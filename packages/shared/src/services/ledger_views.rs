//! Pure derivations over a [`LedgerState`] snapshot.
//!
//! Everything here is a function of the state passed in (plus `today` where
//! the current date matters), so views can be recomputed freely.

use std::collections::{BTreeMap, BTreeSet};

use chrono::{Datelike, NaiveDate};
use rust_decimal::Decimal;

use crate::models::category::Category;
use crate::models::expense::Expense;
use crate::models::month::ReportingMonth;
use crate::services::expense_service::LedgerState;

#[derive(Debug, Clone, Copy, Default, PartialEq, Eq)]
pub struct MonthTotals {
    pub total: Decimal,
    pub paid: Decimal,
    pub unpaid: Decimal,
}

#[derive(Debug, Clone, PartialEq, Eq)]
pub struct CategoryTotal {
    pub category_id: String,
    pub total: Decimal,
}

/// Spending of one category set against its ideal share of the salary.
#[derive(Debug, Clone, PartialEq, Eq)]
pub struct BudgetLine {
    pub category_id: String,
    pub name: String,
    pub spent: Decimal,
    pub ideal_percentage: Option<Decimal>,
    pub ideal_amount: Option<Decimal>,
}

#[derive(Debug, Clone, PartialEq, Eq)]
pub struct DailyTotal {
    pub date: NaiveDate,
    pub total: Decimal,
}

/// Optional bounds on an expense listing. Both dates are inclusive; unset
/// fields match everything.
#[derive(Debug, Clone, Default, PartialEq, Eq)]
pub struct ExpenseFilter {
    pub from: Option<NaiveDate>,
    pub to: Option<NaiveDate>,
    pub category_id: Option<String>,
}

impl ExpenseFilter {
    pub fn for_month(month: ReportingMonth) -> Self {
        Self {
            from: Some(month.first_day()),
            to: Some(month.last_day()),
            category_id: None,
        }
    }

    pub fn matches(&self, expense: &Expense) -> bool {
        self.from.map_or(true, |from| expense.date >= from)
            && self.to.map_or(true, |to| expense.date <= to)
            && self
                .category_id
                .as_deref()
                .map_or(true, |category_id| expense.category_id == category_id)
    }
}

pub fn expenses_for_selected_month(state: &LedgerState) -> Vec<&Expense> {
    state
        .expenses
        .iter()
        .filter(|expense| state.selected_month.contains(expense.date))
        .collect()
}

pub fn totals_for_selected_month(state: &LedgerState) -> MonthTotals {
    expenses_for_selected_month(state)
        .into_iter()
        .fold(MonthTotals::default(), |mut totals, expense| {
            totals.total += expense.value;
            if expense.paid {
                totals.paid += expense.value;
            } else {
                totals.unpaid += expense.value;
            }
            totals
        })
}

/// Daily average of the selected month's spending. The current month is
/// divided by the days elapsed so far, any other month by its full length.
pub fn average_expense(state: &LedgerState, today: NaiveDate) -> Decimal {
    let total = totals_for_selected_month(state).total;
    if total.is_zero() {
        return Decimal::ZERO;
    }

    let month = state.selected_month;
    let days = if month == ReportingMonth::from_date(today) {
        today.day()
    } else {
        month.days_in_month()
    };

    total / Decimal::from(days.max(1))
}

/// Most recent salary dated inside the selected month, or zero.
pub fn salary_for_selected_month(state: &LedgerState) -> Decimal {
    let mut salaries: Vec<_> = state
        .salaries
        .iter()
        .filter(|salary| state.selected_month.contains(salary.date))
        .collect();
    salaries.sort_by(|a, b| b.date.cmp(&a.date));
    salaries
        .first()
        .map(|salary| salary.value)
        .unwrap_or(Decimal::ZERO)
}

/// Expenses of any month that pass `filter`, oldest first.
pub fn filter_expenses<'a>(state: &'a LedgerState, filter: &ExpenseFilter) -> Vec<&'a Expense> {
    let mut expenses: Vec<&Expense> = state
        .expenses
        .iter()
        .filter(|expense| filter.matches(expense))
        .collect();
    expenses.sort_by_key(|expense| expense.date);
    expenses
}

/// Selected-month spending summed per calendar day, in date order.
pub fn totals_by_day(state: &LedgerState) -> Vec<DailyTotal> {
    let mut grouped: BTreeMap<NaiveDate, Decimal> = BTreeMap::new();
    for expense in expenses_for_selected_month(state) {
        *grouped.entry(expense.date).or_default() += expense.value;
    }
    grouped
        .into_iter()
        .map(|(date, total)| DailyTotal { date, total })
        .collect()
}

/// Distinct category ids across every cached expense, sorted.
pub fn unique_categories(state: &LedgerState) -> Vec<String> {
    let ids: BTreeSet<&str> = state
        .expenses
        .iter()
        .map(|expense| expense.category_id.as_str())
        .collect();
    ids.into_iter().map(str::to_string).collect()
}

pub fn expenses_by_month(state: &LedgerState) -> BTreeMap<ReportingMonth, Vec<&Expense>> {
    let mut grouped: BTreeMap<ReportingMonth, Vec<&Expense>> = BTreeMap::new();
    for expense in &state.expenses {
        grouped
            .entry(ReportingMonth::from_date(expense.date))
            .or_default()
            .push(expense);
    }
    grouped
}

/// Selected-month spending per category, largest first.
pub fn totals_by_category(state: &LedgerState) -> Vec<CategoryTotal> {
    let mut grouped: BTreeMap<&str, Decimal> = BTreeMap::new();
    for expense in expenses_for_selected_month(state) {
        *grouped.entry(expense.category_id.as_str()).or_default() += expense.value;
    }

    let mut totals: Vec<CategoryTotal> = grouped
        .into_iter()
        .map(|(category_id, total)| CategoryTotal {
            category_id: category_id.to_string(),
            total,
        })
        .collect();
    totals.sort_by(|a, b| {
        b.total
            .cmp(&a.total)
            .then_with(|| a.category_id.cmp(&b.category_id))
    });
    totals
}

/// One line per known category plus one per unknown category id that has
/// spending this month.
pub fn budget_breakdown(state: &LedgerState, categories: &[Category]) -> Vec<BudgetLine> {
    let salary = salary_for_selected_month(state);
    let spent: BTreeMap<String, Decimal> = totals_by_category(state)
        .into_iter()
        .map(|line| (line.category_id, line.total))
        .collect();

    let mut lines: Vec<BudgetLine> = categories
        .iter()
        .map(|category| BudgetLine {
            category_id: category.id.clone(),
            name: category.name.clone(),
            spent: spent.get(&category.id).copied().unwrap_or(Decimal::ZERO),
            ideal_percentage: category.ideal_percentage,
            ideal_amount: category
                .ideal_percentage
                .map(|percentage| salary * percentage / Decimal::from(100)),
        })
        .collect();

    for (category_id, total) in &spent {
        if !categories.iter().any(|category| &category.id == category_id) {
            lines.push(BudgetLine {
                category_id: category_id.clone(),
                name: format!("#{}", category_id),
                spent: *total,
                ideal_percentage: None,
                ideal_amount: None,
            });
        }
    }

    lines.sort_by(|a, b| b.spent.cmp(&a.spent).then_with(|| a.name.cmp(&b.name)));
    lines
}
//! Serde adapters for the loosely typed fields the backend returns.

use chrono::NaiveDate;
use serde::{de, Deserialize, Deserializer, Serializer};

/// Parses the calendar date at the start of an ISO-8601 string, so both
/// `2025-01-15` and `2025-01-15T00:00:00Z` yield the same day.
pub fn parse_date_prefix(raw: &str) -> Option<NaiveDate> {
    let prefix = raw.trim().get(..10)?;
    NaiveDate::parse_from_str(prefix, "%Y-%m-%d").ok()
}

pub mod date_prefix {
    use super::*;

    pub fn serialize<S>(date: &NaiveDate, serializer: S) -> Result<S::Ok, S::Error>
    where
        S: Serializer,
    {
        serializer.serialize_str(&date.format("%Y-%m-%d").to_string())
    }

    pub fn deserialize<'de, D>(deserializer: D) -> Result<NaiveDate, D::Error>
    where
        D: Deserializer<'de>,
    {
        let raw = String::deserialize(deserializer)?;
        parse_date_prefix(&raw).ok_or_else(|| de::Error::custom(format!("invalid date: {}", raw)))
    }
}

#[derive(Deserialize)]
#[serde(untagged)]
enum StringOrNumber {
    Text(String),
    Integer(i64),
}

impl From<StringOrNumber> for String {
    fn from(value: StringOrNumber) -> Self {
        match value {
            StringOrNumber::Text(text) => text,
            StringOrNumber::Integer(number) => number.to_string(),
        }
    }
}

/// Identifiers arrive as JSON strings or numbers depending on the endpoint.
pub mod string_or_number {
    use super::*;

    pub fn deserialize<'de, D>(deserializer: D) -> Result<String, D::Error>
    where
        D: Deserializer<'de>,
    {
        StringOrNumber::deserialize(deserializer).map(String::from)
    }
}

pub mod option_string_or_number {
    use super::*;

    pub fn deserialize<'de, D>(deserializer: D) -> Result<Option<String>, D::Error>
    where
        D: Deserializer<'de>,
    {
        Ok(Option::<StringOrNumber>::deserialize(deserializer)?.map(String::from))
    }
}

#[cfg(test)]
mod tests {
    use super::*;
    use serde::Deserialize;

    #[derive(Deserialize)]
    struct Wrapper {
        #[serde(deserialize_with = "string_or_number::deserialize")]
        id: String,
        #[serde(default, deserialize_with = "option_string_or_number::deserialize")]
        household: Option<String>,
        #[serde(with = "date_prefix")]
        date: NaiveDate,
    }

    #[test]
    fn test_parse_date_prefix_accepts_timestamps() {
        let expected = NaiveDate::from_ymd_opt(2025, 1, 15).unwrap();
        assert_eq!(parse_date_prefix("2025-01-15"), Some(expected));
        assert_eq!(parse_date_prefix("2025-01-15T10:30:00Z"), Some(expected));
        assert_eq!(parse_date_prefix("2025-01"), None);
        assert_eq!(parse_date_prefix("not-a-date"), None);
    }

    #[test]
    fn test_numeric_and_textual_identifiers() {
        let numeric: Wrapper =
            serde_json::from_str(r#"{"id": 42, "household": 7, "date": "2025-02-01T00:00:00"}"#)
                .unwrap();
        assert_eq!(numeric.id, "42");
        assert_eq!(numeric.household.as_deref(), Some("7"));

        let textual: Wrapper =
            serde_json::from_str(r#"{"id": "abc", "date": "2025-02-01"}"#).unwrap();
        assert_eq!(textual.id, "abc");
        assert_eq!(textual.household, None);
    }

    #[test]
    fn test_invalid_date_is_rejected() {
        let result = serde_json::from_str::<Wrapper>(r#"{"id": 1, "date": "yesterday"}"#);
        assert!(result.is_err());
    }
}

Directions: The expected output is the exact run of lines from the start of the entries through the line with "pub struct ExpenseFilter", inclusive.

Response to this exercise:
filename packages/shared/src/services/ledger_views.rs
//! Pure derivations over a [`LedgerState`] snapshot.
//!
//! Everything here is a function of the state passed in (plus `today` where
//! the current date matters), so views can be recomputed freely.

use std::collections::{BTreeMap, BTreeSet};

use chrono::{Datelike, NaiveDate};
use rust_decimal::Decimal;

use crate::models::category::Category;
use crate::models::expense::Expense;
use crate::models::month::ReportingMonth;
use crate::services::expense_service::LedgerState;

#[derive(Debug, Clone, Copy, Default, PartialEq, Eq)]
pub struct MonthTotals {
    pub total: Decimal,
    pub paid: Decimal,
    pub unpaid: Decimal,
}

#[derive(Debug, Clone, PartialEq, Eq)]
pub struct CategoryTotal {
    pub category_id: String,
    pub total: Decimal,
}

/// Spending of one category set against its ideal share of the salary.
#[derive(Debug, Clone, PartialEq, Eq)]
pub struct BudgetLine {
    pub category_id: String,
    pub name: String,
    pub spent: Decimal,
    pub ideal_percentage: Option<Decimal>,
    pub ideal_amount: Option<Decimal>,
}

#[derive(Debug, Clone, PartialEq, Eq)]
pub struct DailyTotal {
    pub date: NaiveDate,
    pub total: Decimal,
}

/// Optional bounds on an expense listing. Both dates are inclusive; unset
/// fields match everything.
#[derive(Debug, Clone, Default, PartialEq, Eq)]
pub struct ExpenseFilter {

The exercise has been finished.